Information ->

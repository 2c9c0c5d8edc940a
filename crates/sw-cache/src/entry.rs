use bytes::Bytes;
use chrono::{DateTime, SecondsFormat, Utc};
use std::time::Duration;

/// Header stamped on every response this crate writes to a cache.
pub const SW_CACHE_DATE: &str = "sw-cache-date";

/// An HTTP response as stored in (and served from) a cache.
///
/// The body is `Bytes`, so the copy handed back to the client and the copy
/// written to the cache share one allocation.
#[derive(Clone, Debug, PartialEq, Eq)]
pub struct CachedResponse {
    pub status: u16,
    pub headers: Vec<(String, String)>,
    pub body: Bytes,
}

impl CachedResponse {
    pub fn new(status: u16, headers: Vec<(String, String)>, body: impl Into<Bytes>) -> Self {
        Self {
            status,
            headers,
            body: body.into(),
        }
    }

    /// 2xx.
    pub fn is_ok(&self) -> bool {
        (200..300).contains(&self.status)
    }

    /// Case-insensitive header lookup.
    pub fn header(&self, name: &str) -> Option<&str> {
        self.headers
            .iter()
            .find(|(k, _)| k.eq_ignore_ascii_case(name))
            .map(|(_, v)| v.as_str())
    }

    /// Replace (or add) a header.
    pub fn set_header(&mut self, name: &str, value: impl Into<String>) {
        self.headers.retain(|(k, _)| !k.eq_ignore_ascii_case(name));
        self.headers.push((name.to_string(), value.into()));
    }

    /// Copy of this response carrying a fresh `sw-cache-date`.
    pub fn stamped(&self, now: DateTime<Utc>) -> Self {
        let mut copy = self.clone();
        copy.set_header(SW_CACHE_DATE, now.to_rfc3339_opts(SecondsFormat::Millis, true));
        copy
    }

    /// Capture time recorded in `sw-cache-date`, if the entry has a valid one.
    pub fn stored_at(&self) -> Option<DateTime<Utc>> {
        let raw = self.header(SW_CACHE_DATE)?;
        DateTime::parse_from_rfc3339(raw)
            .ok()
            .map(|dt| dt.with_timezone(&Utc))
    }

    /// Entries without a capture time count as expired (still usable as a
    /// last resort by the strategies).
    pub fn is_expired(&self, now: DateTime<Utc>, max_age: Duration) -> bool {
        match self.stored_at() {
            Some(stored) => match (now - stored).to_std() {
                Ok(age) => age >= max_age,
                // stored in the future: clock went backwards, treat as fresh
                Err(_) => false,
            },
            None => true,
        }
    }

    /// Body length in bytes.
    pub fn size(&self) -> usize {
        self.body.len()
    }
}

Work task ->
The lines that mention the word "CachedResponse" should be pulled from the records above.

Task result ->
pub struct CachedResponse {
impl CachedResponse {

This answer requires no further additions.